## Exercise aim
Please state how many lines of the data below contain the word "insert", offering nothing besides the number.

## The data

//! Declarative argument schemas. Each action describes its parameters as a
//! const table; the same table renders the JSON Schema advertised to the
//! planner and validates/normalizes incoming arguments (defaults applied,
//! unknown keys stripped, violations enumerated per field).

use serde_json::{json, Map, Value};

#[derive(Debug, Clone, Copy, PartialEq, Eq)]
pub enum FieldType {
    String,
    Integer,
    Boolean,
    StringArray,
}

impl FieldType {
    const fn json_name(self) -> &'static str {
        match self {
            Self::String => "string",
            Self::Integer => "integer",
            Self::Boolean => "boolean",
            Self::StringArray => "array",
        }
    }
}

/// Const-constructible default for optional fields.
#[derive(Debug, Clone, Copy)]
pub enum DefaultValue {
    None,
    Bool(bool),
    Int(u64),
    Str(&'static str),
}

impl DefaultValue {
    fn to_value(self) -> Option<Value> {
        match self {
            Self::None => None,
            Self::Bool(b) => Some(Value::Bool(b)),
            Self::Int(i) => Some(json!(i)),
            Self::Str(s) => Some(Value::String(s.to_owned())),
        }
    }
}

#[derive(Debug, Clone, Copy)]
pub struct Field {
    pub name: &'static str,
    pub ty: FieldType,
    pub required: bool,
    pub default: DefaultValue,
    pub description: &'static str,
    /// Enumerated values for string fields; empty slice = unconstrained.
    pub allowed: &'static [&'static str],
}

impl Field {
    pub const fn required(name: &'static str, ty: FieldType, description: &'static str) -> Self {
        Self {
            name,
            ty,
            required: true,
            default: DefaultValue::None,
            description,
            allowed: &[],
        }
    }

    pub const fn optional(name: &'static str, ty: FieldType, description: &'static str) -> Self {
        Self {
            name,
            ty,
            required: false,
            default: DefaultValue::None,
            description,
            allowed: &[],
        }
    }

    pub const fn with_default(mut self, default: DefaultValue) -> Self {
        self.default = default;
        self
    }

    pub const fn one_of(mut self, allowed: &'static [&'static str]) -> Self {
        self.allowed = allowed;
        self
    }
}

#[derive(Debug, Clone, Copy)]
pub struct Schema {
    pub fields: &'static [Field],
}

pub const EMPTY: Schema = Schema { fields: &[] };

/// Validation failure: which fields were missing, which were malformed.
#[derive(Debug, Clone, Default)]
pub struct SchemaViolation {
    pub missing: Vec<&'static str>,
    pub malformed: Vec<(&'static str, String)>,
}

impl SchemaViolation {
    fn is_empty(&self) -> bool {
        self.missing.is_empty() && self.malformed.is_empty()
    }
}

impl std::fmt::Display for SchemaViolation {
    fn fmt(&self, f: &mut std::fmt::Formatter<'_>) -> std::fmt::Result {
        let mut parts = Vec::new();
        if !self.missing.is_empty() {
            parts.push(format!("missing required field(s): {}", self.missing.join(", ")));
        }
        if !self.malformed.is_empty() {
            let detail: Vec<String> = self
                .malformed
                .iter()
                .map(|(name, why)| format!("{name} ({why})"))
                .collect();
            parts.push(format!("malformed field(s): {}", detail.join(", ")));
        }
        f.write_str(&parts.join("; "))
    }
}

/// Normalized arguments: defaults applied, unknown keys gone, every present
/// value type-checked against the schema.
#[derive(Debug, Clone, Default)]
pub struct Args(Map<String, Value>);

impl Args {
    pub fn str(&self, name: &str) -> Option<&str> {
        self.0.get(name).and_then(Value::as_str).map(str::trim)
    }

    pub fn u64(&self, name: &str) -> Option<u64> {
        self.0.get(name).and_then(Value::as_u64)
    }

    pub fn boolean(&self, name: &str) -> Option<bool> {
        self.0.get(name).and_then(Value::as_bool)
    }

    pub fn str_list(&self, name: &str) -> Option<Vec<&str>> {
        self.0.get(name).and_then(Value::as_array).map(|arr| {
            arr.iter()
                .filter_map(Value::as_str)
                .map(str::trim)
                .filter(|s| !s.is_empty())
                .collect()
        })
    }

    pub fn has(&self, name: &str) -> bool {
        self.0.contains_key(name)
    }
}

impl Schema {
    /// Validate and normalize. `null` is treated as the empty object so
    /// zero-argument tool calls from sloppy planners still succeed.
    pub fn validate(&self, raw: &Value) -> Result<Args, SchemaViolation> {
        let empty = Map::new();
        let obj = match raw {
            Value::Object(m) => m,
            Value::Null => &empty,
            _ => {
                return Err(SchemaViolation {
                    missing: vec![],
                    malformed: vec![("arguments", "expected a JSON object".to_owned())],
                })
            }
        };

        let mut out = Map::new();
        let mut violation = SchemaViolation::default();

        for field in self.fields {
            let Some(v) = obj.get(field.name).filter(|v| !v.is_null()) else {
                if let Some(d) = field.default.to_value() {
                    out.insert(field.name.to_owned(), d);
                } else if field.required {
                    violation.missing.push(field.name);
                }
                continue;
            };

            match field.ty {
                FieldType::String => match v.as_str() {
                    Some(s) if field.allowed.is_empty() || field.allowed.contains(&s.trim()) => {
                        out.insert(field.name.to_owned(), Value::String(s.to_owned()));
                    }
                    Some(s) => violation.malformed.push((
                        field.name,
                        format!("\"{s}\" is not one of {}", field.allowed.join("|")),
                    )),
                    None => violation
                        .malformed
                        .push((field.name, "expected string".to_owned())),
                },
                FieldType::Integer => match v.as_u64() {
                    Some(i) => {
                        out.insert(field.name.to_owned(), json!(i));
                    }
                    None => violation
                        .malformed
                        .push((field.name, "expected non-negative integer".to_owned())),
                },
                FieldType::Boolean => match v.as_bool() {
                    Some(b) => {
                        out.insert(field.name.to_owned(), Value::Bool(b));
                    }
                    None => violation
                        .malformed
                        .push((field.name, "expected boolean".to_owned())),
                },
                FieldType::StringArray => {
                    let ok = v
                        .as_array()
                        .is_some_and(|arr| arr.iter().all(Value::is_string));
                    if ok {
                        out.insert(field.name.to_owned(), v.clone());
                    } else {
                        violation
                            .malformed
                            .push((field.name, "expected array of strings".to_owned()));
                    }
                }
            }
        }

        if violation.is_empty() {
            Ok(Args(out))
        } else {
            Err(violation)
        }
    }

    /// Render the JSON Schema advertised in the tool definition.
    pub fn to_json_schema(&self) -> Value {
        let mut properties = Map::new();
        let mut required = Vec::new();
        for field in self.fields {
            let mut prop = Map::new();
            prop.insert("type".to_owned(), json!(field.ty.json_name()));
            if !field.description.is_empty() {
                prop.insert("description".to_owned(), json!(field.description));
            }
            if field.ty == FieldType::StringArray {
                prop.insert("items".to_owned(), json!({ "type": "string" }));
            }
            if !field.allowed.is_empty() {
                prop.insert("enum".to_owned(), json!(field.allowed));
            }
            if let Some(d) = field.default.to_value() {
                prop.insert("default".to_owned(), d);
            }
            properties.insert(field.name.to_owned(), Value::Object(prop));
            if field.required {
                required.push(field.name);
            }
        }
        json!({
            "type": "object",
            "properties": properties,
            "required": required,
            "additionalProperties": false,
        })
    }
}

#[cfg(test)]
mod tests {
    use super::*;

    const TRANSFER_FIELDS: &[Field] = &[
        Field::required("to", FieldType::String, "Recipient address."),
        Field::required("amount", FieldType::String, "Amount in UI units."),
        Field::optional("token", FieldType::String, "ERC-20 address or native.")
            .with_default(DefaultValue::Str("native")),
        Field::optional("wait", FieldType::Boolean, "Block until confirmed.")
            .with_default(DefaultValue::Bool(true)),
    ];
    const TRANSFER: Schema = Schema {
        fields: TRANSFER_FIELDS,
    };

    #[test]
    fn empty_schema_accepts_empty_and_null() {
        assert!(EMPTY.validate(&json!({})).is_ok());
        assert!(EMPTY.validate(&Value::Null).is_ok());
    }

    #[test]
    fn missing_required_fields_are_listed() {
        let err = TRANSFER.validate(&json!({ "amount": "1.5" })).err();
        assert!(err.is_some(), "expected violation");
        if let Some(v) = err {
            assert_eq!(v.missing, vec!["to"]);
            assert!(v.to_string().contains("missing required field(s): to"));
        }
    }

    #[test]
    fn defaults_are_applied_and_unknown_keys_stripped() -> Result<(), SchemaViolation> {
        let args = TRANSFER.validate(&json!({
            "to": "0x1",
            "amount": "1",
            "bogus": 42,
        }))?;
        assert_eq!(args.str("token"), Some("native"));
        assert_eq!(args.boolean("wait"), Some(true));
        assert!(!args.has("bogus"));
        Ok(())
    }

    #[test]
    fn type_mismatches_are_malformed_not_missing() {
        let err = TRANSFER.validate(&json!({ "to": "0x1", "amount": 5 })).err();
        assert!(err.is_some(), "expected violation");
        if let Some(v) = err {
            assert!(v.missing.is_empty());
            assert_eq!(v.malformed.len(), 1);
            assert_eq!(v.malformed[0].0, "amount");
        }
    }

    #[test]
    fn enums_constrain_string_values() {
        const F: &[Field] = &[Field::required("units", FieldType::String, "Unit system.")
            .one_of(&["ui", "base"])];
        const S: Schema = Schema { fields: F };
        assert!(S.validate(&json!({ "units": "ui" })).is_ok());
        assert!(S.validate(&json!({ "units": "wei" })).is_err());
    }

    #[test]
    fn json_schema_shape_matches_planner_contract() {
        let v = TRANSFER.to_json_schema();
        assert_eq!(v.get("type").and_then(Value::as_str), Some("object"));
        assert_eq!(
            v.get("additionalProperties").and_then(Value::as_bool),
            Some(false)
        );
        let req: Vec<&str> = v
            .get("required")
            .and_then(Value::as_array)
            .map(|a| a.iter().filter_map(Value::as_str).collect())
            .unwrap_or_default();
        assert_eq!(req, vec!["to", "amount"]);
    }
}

## Your response
11